I don’t know about you, but to me, a trillion bucks is a lot of money. It’s almost twice the national defense budget, which is a really big number in its own right. For a trillion bucks, the Navy could buy something like 133 Nimitz-class aircraft carriers. Except at current construction rates, it would take 500 years to build all of them. So just on the numbers alone, the U.S. is about to do something very, very strange in its historical arc.

The Old Customs House — Well, Not Any More

Speaking of which, let’s look at some history. We’re a far cry from the olden days of a U.S. customs house in every port town. Back then, the U.S. Customs Service collected tariffs and imposts on foreign goods that landed ashore. The old customs houses were the national cash register, sending wagons full of gold down to the national treasury. If trade and commerce were good, the federal government collected more in taxes. When times were tough, the government experienced the lean economy along with everyone else.
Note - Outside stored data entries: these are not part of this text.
use std::collections::VecDeque;
use std::path::PathBuf;
use std::sync::mpsc::{Receiver, TryRecvError};

use eframe::egui::{self, Context, Vec2};
use tracing::{error, info};

use crate::graph::{
    ConnectionIndex, GraphData, GraphFingerprint, InteractionController, LayoutConfig,
    LayoutEngine,
};
use crate::source::{LoadUpdate, LoadedGraph, LoadingStatus, ValidationReport, spawn_load};

mod graph;
mod render_utils;
mod ui;

/// Startup options collected from the command line.
#[derive(Clone, Debug)]
pub struct LaunchOptions {
    pub graph_path: PathBuf,
    pub compact: bool,
    pub center: Option<String>,
    pub layout: LayoutConfig,
}

pub struct SimilarityGraphApp {
    options: LaunchOptions,
    state: AppState,
    reload: Option<PendingLoad>,
}

enum AppState {
    Loading(PendingLoad),
    Ready(Box<GraphView>),
    Error(String),
}

struct PendingLoad {
    rx: Receiver<LoadUpdate>,
    status: LoadingStatus,
}

impl PendingLoad {
    fn start(options: &LaunchOptions) -> Self {
        info!(path = %options.graph_path.display(), "loading similarity graph");
        Self {
            rx: spawn_load(options.graph_path.clone()),
            status: LoadingStatus::default(),
        }
    }

    /// Drains pending updates; returns the outcome once the worker is done.
    fn poll(&mut self) -> Option<Result<LoadedGraph, String>> {
        loop {
            match self.rx.try_recv() {
                Ok(LoadUpdate::Status(status)) => self.status = status,
                Ok(LoadUpdate::Finished(result)) => return Some(result),
                Err(TryRecvError::Empty) => return None,
                Err(TryRecvError::Disconnected) => {
                    return Some(Err("Background load worker disconnected".to_owned()));
                }
            }
        }
    }
}

struct GraphView {
    full: GraphData,
    data: GraphData,
    index: ConnectionIndex,
    fingerprint: GraphFingerprint,
    report: ValidationReport,
    engine: Option<LayoutEngine>,
    interaction: InteractionController,
    layout: LayoutConfig,
    viewport: Vec2,
    compact: bool,
    selected: Option<usize>,
    search: String,
    last_alpha: f32,
    fps_current: f32,
    fps_samples: VecDeque<f32>,
}

impl SimilarityGraphApp {
    pub fn new(_cc: &eframe::CreationContext<'_>, options: LaunchOptions) -> Self {
        let state = AppState::Loading(PendingLoad::start(&options));
        Self {
            options,
            state,
            reload: None,
        }
    }

    fn ready_state(&self, loaded: LoadedGraph, compact: bool) -> AppState {
        AppState::Ready(Box::new(GraphView::new(
            loaded,
            self.options.center.as_deref(),
            self.options.layout,
            compact,
        )))
    }
}

impl eframe::App for SimilarityGraphApp {
    fn update(&mut self, ctx: &Context, _frame: &mut eframe::Frame) {
        let mut transition = None;
        let mut retry = false;

        match &mut self.state {
            AppState::Loading(pending) => {
                if let Some(result) = pending.poll() {
                    transition = Some(result);
                } else {
                    ctx.request_repaint();
                }

                egui::CentralPanel::default().show(ctx, |ui| {
                    ui::draw_loading(ui, &pending.status);
                });
            }
            AppState::Error(message) => {
                egui::CentralPanel::default().show(ctx, |ui| {
                    ui.heading("Failed to load similarity graph");
                    ui.add_space(6.0);
                    ui.label(message.as_str());
                    ui.add_space(10.0);
                    if ui.button("Retry").clicked() {
                        retry = true;
                    }
                });
            }
            AppState::Ready(view) => {
                let mut reload_requested = false;
                let reloading = self.reload.as_ref().map(|pending| &pending.status);
                view.show(ctx, reloading, &mut reload_requested);

                if reload_requested && self.reload.is_none() {
                    self.reload = Some(PendingLoad::start(&self.options));
                }
            }
        }

        if retry {
            self.state = AppState::Loading(PendingLoad::start(&self.options));
        }

        if let Some(pending) = self.reload.as_mut() {
            if let Some(result) = pending.poll() {
                transition = Some(result);
            } else {
                ctx.request_repaint();
            }
        }

        if let Some(result) = transition {
            self.reload = None;
            let compact = match &self.state {
                AppState::Ready(view) => view.compact,
                _ => self.options.compact,
            };
            if let AppState::Ready(view) = &mut self.state {
                view.stop_layout();
            }
            self.state = match result {
                Ok(loaded) => self.ready_state(loaded, compact),
                Err(message) => {
                    error!(%message, "loading similarity graph failed");
                    AppState::Error(message)
                }
            };
        }
    }
}
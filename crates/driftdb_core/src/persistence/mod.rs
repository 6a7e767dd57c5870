//! Transactional persistence over a commit log.
//!
//! The whole store lives in memory as a set of persistent collections
//! ([`StoreState`]). Every committed transaction appends one framed record
//! list to a [`StorageBackend`]; opening a store replays the log.
//!
//! ```text
//! frame := "DLOG" | len (u32 LE) | CBOR(LogFrame) | crc32 (u32 LE)
//! ```
//!
//! Exactly one transaction runs at a time. `run_transaction` awaits a
//! `tokio::sync::Mutex`, hands the closure a private copy of the state, and
//! publishes the copy only after the log append (and sync) succeeded.

mod listen_sequence;
mod log;
mod state;
mod transaction;

pub use listen_sequence::ListenSequence;
pub use log::{compute_crc32, decode_frames, DecodedLog, LogFrame, LogRecord, LOG_MAGIC};
pub use state::RemoteDocumentEntry;
pub use transaction::{PersistenceTransaction, TransactionMode};

pub(crate) use state::StoreState;

use crate::config::StoreConfig;
use crate::error::{CoreError, CoreResult};
use driftdb_storage::{FileBackend, InMemoryBackend, StorageBackend};
use std::cell::Cell;
use std::path::Path;
use std::sync::atomic::{AtomicBool, Ordering};
use tokio::sync::Mutex;
use tracing::{debug, info, warn};

thread_local! {
    static IN_TRANSACTION: Cell<bool> = const { Cell::new(false) };
}

/// Marks the current thread as running a transaction body.
struct TransactionScope;

impl TransactionScope {
    fn enter() -> Self {
        IN_TRANSACTION.with(|flag| flag.set(true));
        Self
    }

    fn is_active() -> bool {
        IN_TRANSACTION.with(Cell::get)
    }
}

impl Drop for TransactionScope {
    fn drop(&mut self) {
        IN_TRANSACTION.with(|flag| flag.set(false));
    }
}

struct Inner {
    state: StoreState,
    backend: Box<dyn StorageBackend>,
    sequence: ListenSequence,
    shut_down: bool,
}

impl Inner {
    /// Appends a frame, rolling the log back to its old size on failure.
    fn append_frame(&mut self, bytes: &[u8], sync: bool) -> CoreResult<()> {
        let size = self.backend.size()?;
        let result = self
            .backend
            .append(bytes)
            .and_then(|_| if sync { self.backend.sync() } else { Ok(()) });
        if let Err(err) = result {
            if let Err(truncate_err) = self.backend.truncate(size) {
                warn!(error = %truncate_err, size, "failed to roll back commit log tail");
            }
            return Err(err.into());
        }
        Ok(())
    }

    fn compact(&mut self) -> CoreResult<u64> {
        let frame = LogFrame::Snapshot {
            sequence_number: self.sequence.current(),
            records: self.state.to_records(),
        };
        let bytes = frame.encode()?;
        self.backend.replace(&bytes)?;
        Ok(bytes.len() as u64)
    }
}

/// The persistence layer: store state, commit log and transaction runner.
pub struct Persistence {
    inner: Mutex<Inner>,
    primary: AtomicBool,
    config: StoreConfig,
}

impl Persistence {
    /// Opens a store on `backend`, replaying its commit log.
    ///
    /// A torn trailing frame left by an interrupted append is truncated.
    ///
    /// # Errors
    ///
    /// Returns an error if the backend cannot be read or a complete frame
    /// is corrupt.
    pub fn open(mut backend: Box<dyn StorageBackend>, config: StoreConfig) -> CoreResult<Self> {
        let data = backend.read_all()?;
        let log = decode_frames(&data)?;
        if log.torn_bytes > 0 {
            warn!(
                offset = log.valid_len,
                bytes = log.torn_bytes,
                "truncating torn commit log tail"
            );
            backend.truncate(log.valid_len)?;
        }

        let mut state = StoreState::default();
        let mut last_sequence = ListenSequence::INVALID;
        for (_, frame) in &log.frames {
            let records = match frame {
                LogFrame::Commit { records, .. } => records,
                LogFrame::Snapshot { records, .. } => {
                    state = StoreState::default();
                    records
                }
            };
            for record in records {
                state.apply(record);
            }
            last_sequence = last_sequence.max(frame.sequence_number());
        }
        last_sequence = last_sequence.max(state.targets_metadata.highest_listen_sequence_number);

        info!(
            frames = log.frames.len(),
            size = log.valid_len,
            sequence_number = %last_sequence,
            "commit log replayed"
        );

        Ok(Self::from_parts(state, backend, ListenSequence::new(last_sequence), config))
    }

    /// Creates an empty store backed by memory.
    #[must_use]
    pub fn in_memory(config: StoreConfig) -> Self {
        Self::from_parts(
            StoreState::default(),
            Box::new(InMemoryBackend::new()),
            ListenSequence::new(ListenSequence::INVALID),
            config,
        )
    }

    /// Opens (or creates) a store in the file at `path`.
    ///
    /// # Errors
    ///
    /// Returns an error if the file is locked by another process, cannot be
    /// read, or holds a corrupt log.
    pub fn open_path(path: &Path, config: StoreConfig) -> CoreResult<Self> {
        let backend = FileBackend::open_with_create_dirs(path)?;
        Self::open(Box::new(backend), config)
    }

    fn from_parts(
        state: StoreState,
        backend: Box<dyn StorageBackend>,
        sequence: ListenSequence,
        config: StoreConfig,
    ) -> Self {
        Self {
            inner: Mutex::new(Inner {
                state,
                backend,
                sequence,
                shut_down: false,
            }),
            primary: AtomicBool::new(true),
            config,
        }
    }

    /// Returns the configuration.
    #[must_use]
    pub fn config(&self) -> &StoreConfig {
        &self.config
    }

    /// True while this instance holds the primary lease.
    #[must_use]
    pub fn is_primary(&self) -> bool {
        self.primary.load(Ordering::Acquire)
    }

    /// Grants or revokes the primary lease.
    pub fn set_primary(&self, primary: bool) {
        self.primary.store(primary, Ordering::Release);
    }

    /// Runs `f` in a transaction.
    ///
    /// `f` sees a private copy of the store. If it returns an error the copy
    /// is discarded and nothing is written. Otherwise its writes are
    /// appended to the commit log, synced if configured, and published;
    /// committed listeners run after the store lock is released.
    ///
    /// # Errors
    ///
    /// - [`CoreError::ContractViolation`] when called from inside another
    ///   transaction body
    /// - [`CoreError::PrimaryLeaseLost`] for `ReadWritePrimary` on a
    ///   non-primary instance
    /// - [`CoreError::PersistenceClosed`] after [`Persistence::shutdown`]
    /// - [`CoreError::Storage`] if the commit cannot be written; the store
    ///   is left unchanged
    /// - any error returned by `f`
    pub async fn run_transaction<T, F>(&self, action: &str, mode: TransactionMode, f: F) -> CoreResult<T>
    where
        F: FnOnce(&mut PersistenceTransaction) -> CoreResult<T> + Send,
    {
        if TransactionScope::is_active() {
            return Err(CoreError::contract_violation(format!(
                "nested transaction '{action}'"
            )));
        }
        if mode == TransactionMode::ReadWritePrimary && !self.is_primary() {
            return Err(CoreError::PrimaryLeaseLost);
        }

        let mut inner = self.inner.lock().await;
        if inner.shut_down {
            return Err(CoreError::PersistenceClosed);
        }

        let sequence_number = inner.sequence.next();
        let mut txn = PersistenceTransaction::new(action, mode, sequence_number, inner.state.clone());
        let result = {
            let _scope = TransactionScope::enter();
            f(&mut txn)
        };
        let value = match result {
            Ok(value) => value,
            Err(err) => {
                debug!(action, error = %err, "transaction rolled back");
                return Err(err);
            }
        };

        let (state, records, listeners) = txn.into_parts();
        if !records.is_empty() {
            let record_count = records.len();
            let frame = LogFrame::Commit {
                sequence_number,
                records,
            };
            inner.append_frame(&frame.encode()?, self.config.sync_on_commit)?;
            debug!(action, %sequence_number, records = record_count, "transaction committed");
        }
        inner.state = state;

        let max_log_size = self.config.max_log_size;
        if max_log_size > 0 && inner.backend.size().is_ok_and(|size| size > max_log_size) {
            match inner.compact() {
                Ok(size) => info!(size, "commit log compacted"),
                Err(err) => warn!(error = %err, "commit log compaction failed"),
            }
        }
        drop(inner);

        for listener in listeners {
            listener();
        }
        Ok(value)
    }

    /// Rewrites the commit log as a single snapshot frame.
    ///
    /// # Errors
    ///
    /// Returns an error if the snapshot cannot be written; the old log is
    /// then left in place.
    pub async fn compact(&self) -> CoreResult<()> {
        let mut inner = self.inner.lock().await;
        if inner.shut_down {
            return Err(CoreError::PersistenceClosed);
        }
        let size = inner.compact()?;
        info!(size, "commit log compacted");
        Ok(())
    }

    /// Current size of the commit log in bytes.
    ///
    /// # Errors
    ///
    /// Returns an error if the backend cannot report its size.
    pub async fn log_size(&self) -> CoreResult<u64> {
        Ok(self.inner.lock().await.backend.size()?)
    }

    /// Syncs the log and rejects all later transactions.
    ///
    /// # Errors
    ///
    /// Returns an error if the final sync fails.
    pub async fn shutdown(&self) -> CoreResult<()> {
        let mut inner = self.inner.lock().await;
        if inner.shut_down {
            return Ok(());
        }
        inner.shut_down = true;
        inner.backend.sync()?;
        info!("persistence shut down");
        Ok(())
    }
}

impl std::fmt::Debug for Persistence {
    fn fmt(&self, f: &mut std::fmt::Formatter<'_>) -> std::fmt::Result {
        f.debug_struct("Persistence")
            .field("primary", &self.is_primary())
            .field("config", &self.config)
            .finish_non_exhaustive()
    }
}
So in the olden days, the federal government was institutionally inclined to support the growth of business.

(And as an aside, those customs houses made important cultural statements about how the nation viewed itself, as well as just collecting taxes. There are some fine examples of federal customs houses, like the Greek Revival edifice built in the 1830s near the waterfront of New Bedford, Mass.

That was then. This is now. Things have changed, like night and day. Today, the federal government balances its accounts via funds raised through taxation, borrowing and just plain creating currency out of the ether.

Taxing, Borrowing and Creating Something From Nothing

Congress collects a lot of funds through taxes. But not nearly enough to pay for all the spending. It’s not even close. So will Congress raise taxes? And do it during a recession? I don’t think so. Herbert Hoover tried that in 1930. Didn’t work too well.

What about the federal government borrowing? OK, it borrows a lot. But can it borrow even more? Trillions of dollars? From whom? Who has an extra trillion dollars lying around that they want to loan the U.S.? Will China and the oil-exporting nations continue to buy up U.S. Treasury paper? If so, with what? Chinese exports are down. Oil income is way down as well. (Oil is selling at $34 per barrel today.) So good luck with borrowing.

That leaves the U.S. government with only one choice. The U.S. is about to embark on the greatest currency-creating binge in modern history (excluding that of Zimbabwe, perhaps.) A lot of that trillion dollars is going to come right out of nothing. The Fed is just going to monetize the debt. So we’ll have new dollars chasing the same amount of goods. That’s the basic definition of inflation.

The bottom line is you need to own precious metals. Own gold. How much? For now, the more, the better. Own coins, if you can get ’em. Own bullion, if you can get it. Own shares in good miners with reserves in the ground while you can buy ’em. Just get some gold.